7 is a data graph and an image graph showing the efficacy of the extract of Ginkgo biloba callus of the present invention in improving facial redness.

definition

Numerical values used herein are approximations and all experimental data are expressed within 20%, preferably within 10%, and most preferably within 5%.

According to the present invention, Ginkgo biloba , also known as Gongsun tree or Duck's foot tree, is a deciduous tree of the Ginkgo family ( Ginkgoaceae ). Ginkgo is native to southern China, and its existence can be traced back to 200 million years ago. It is the only extant species in the Ginkgo family, and is known as a living fossil in the plant kingdom. The branches of ginkgo will not die in the fire, and they will regenerate in every difficulty. Nagasaki and Hiroshima, where Araki was dead after World War II, were also the first to sprout new buds of ginkgo, showing its strong life. Ginkgo biloba is a tree species with excellent adaptability and strong resistance to stress. It can generate special substances to resist adversity in extreme environments, so it is resistant to cold, heat and is not easily infected by pests or bacteria.

According to the present invention, the callus is the original undifferentiated state of the plant, which is derived from the apical meristem or somatic cell of the stem and root. Callus has epigentic function and totipotent ability, which can differentiate into plant embryo cells to form new plants, and help cells to metabolize and regenerate, delay aging and impart vitality. In modern times, using plant tissue culture methods, a set of techniques for plant callus proliferation has been successfully developed. However, for different varieties of plants, it is necessary to find out a suitable culture formula through exhaustive experiments in order to produce valuable plant callus for industrial use.

As used herein, the terms "extract of ginkgo callus" and "ginkgo stem cells" are used interchangeably.

As used herein, the term "anti-aging" means preventing, slowing down the appearance of aging phenomena of human skin, such as the development of wrinkles and loss of elasticity. The extent to which this is assessed will depend upon a number of factors known to those skilled in the art, such as the general condition of the consumer, age, gender, and the like.

According to the present invention, pharmaceutical products can be manufactured into a dosage form suitable for parenterally, orally or topically, using techniques well known to those skilled in the art, including, but not limited to: injection [eg, sterile aqueous solution or dispersion], sterile powder, tablet, troche, oral Lozenge, pill, capsule, dispersible powder or granule, solution, suspension, emulsion, syrup, elixirs (elixir), slurry, external preparation and the like.

According to the present invention, the pharmaceutical product may further comprise a pharmaceutically acceptable carrier which is widely used in pharmaceutical manufacturing technology. For example, the pharmaceutically acceptable carrier may comprise one or more agents selected from the group consisting of: solvent, buffer, emulsifier, suspending agent, decomposer ), disintegrating agent, dispersing agent, binding agent, excipient, stabilizing agent, chelating agent, diluent , gelling agents, preservatives, wetting agents, lubricants, absorption delaying agents, liposomes, and the like. The selection and quantity of these reagents are within the scope of the expertise and routine skills of those skilled in the art.

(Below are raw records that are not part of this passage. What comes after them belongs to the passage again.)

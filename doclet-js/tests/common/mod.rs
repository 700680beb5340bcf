//! Builders for ESTree JSON fixtures and a one-call parse helper.
#![allow(dead_code)]

use doclet_js::dictionary::TagDictionary;
use doclet_js::parser::Parser;
use doclet_js::parser::SourceFile;
use doclet_js::store::DocletStore;
use serde_json::json;
use serde_json::Value;

pub fn parse_one(program: Value) -> DocletStore {
  parse_named(vec![("test.js", program)])
}

pub fn parse_named(programs: Vec<(&str, Value)>) -> DocletStore {
  let files = programs
    .into_iter()
    .map(|(filename, program)| SourceFile {
      filename: filename.to_owned(),
      ast: estree_js::from_json(&program).expect("fixture must be a valid ESTree document"),
    })
    .collect();
  let mut parser = Parser::new(TagDictionary::jsdoc());
  parser.parse(files);
  parser.post_process();
  parser.finish().0
}

pub fn program(body: Vec<Value>) -> Value {
  json!({ "type": "Program", "body": body })
}

/// Attaches a doc comment to a node.
pub fn doc(comment: &str, mut node: Value) -> Value {
  let entry = json!({ "type": "CommentBlock", "value": comment });
  match node.get_mut("leadingComments").and_then(Value::as_array_mut) {
    Some(existing) => existing.push(entry),
    None => {
      node["leadingComments"] = json!([entry]);
    }
  }
  node
}

pub fn ident(name: &str) -> Value {
  json!({ "type": "Identifier", "name": name })
}

pub fn literal(value: Value) -> Value {
  let raw = value.to_string();
  json!({ "type": "Literal", "value": value, "raw": raw })
}

pub fn block(body: Vec<Value>) -> Value {
  json!({ "type": "BlockStatement", "body": body })
}

pub fn expr_stmt(expression: Value) -> Value {
  json!({ "type": "ExpressionStatement", "expression": expression })
}

pub fn empty_stmt() -> Value {
  json!({ "type": "EmptyStatement" })
}

pub fn assign(left: Value, right: Value) -> Value {
  json!({
    "type": "AssignmentExpression",
    "operator": "=",
    "left": left,
    "right": right
  })
}

pub fn member(object: Value, property: &str) -> Value {
  json!({
    "type": "MemberExpression",
    "computed": false,
    "object": object,
    "property": ident(property)
  })
}

pub fn func_decl(name: &str, params: Vec<Value>, body: Vec<Value>) -> Value {
  json!({
    "type": "FunctionDeclaration",
    "id": ident(name),
    "params": params,
    "body": block(body)
  })
}

pub fn func_expr(params: Vec<Value>, body: Vec<Value>) -> Value {
  json!({
    "type": "FunctionExpression",
    "id": null,
    "params": params,
    "body": block(body)
  })
}

pub fn var_decl(kind: &str, name: &str, init: Option<Value>) -> Value {
  json!({
    "type": "VariableDeclaration",
    "kind": kind,
    "declarations": [{
      "type": "VariableDeclarator",
      "id": ident(name),
      "init": init
    }]
  })
}

pub fn call(callee: Value, arguments: Vec<Value>) -> Value {
  json!({ "type": "CallExpression", "callee": callee, "arguments": arguments })
}

pub fn class_decl(name: &str, members: Vec<Value>) -> Value {
  json!({
    "type": "ClassDeclaration",
    "id": ident(name),
    "body": { "type": "ClassBody", "body": members }
  })
}

pub fn method(kind: &str, name: &str, is_static: bool, params: Vec<Value>, body: Vec<Value>) -> Value {
  json!({
    "type": "MethodDefinition",
    "kind": kind,
    "static": is_static,
    "computed": false,
    "key": ident(name),
    "value": func_expr(params, body)
  })
}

According to the present invention, the pharmaceutically acceptable carrier comprises a solvent selected from the group consisting of water, normal saline, phosphate buffered saline (phosphate buffered saline, PBS), an aqueous solution containing alcohol (aqueous solution containing alcohol), and combinations thereof.

According to the present invention, the medicinal product may be administered by a parenteral route selected from the group consisting of: intraperitoneal injection, subcutaneous injection, intradermal injection Intraepidermal injection, intradermal injection, intramuscular injection, intravenous injection and intralesional injection.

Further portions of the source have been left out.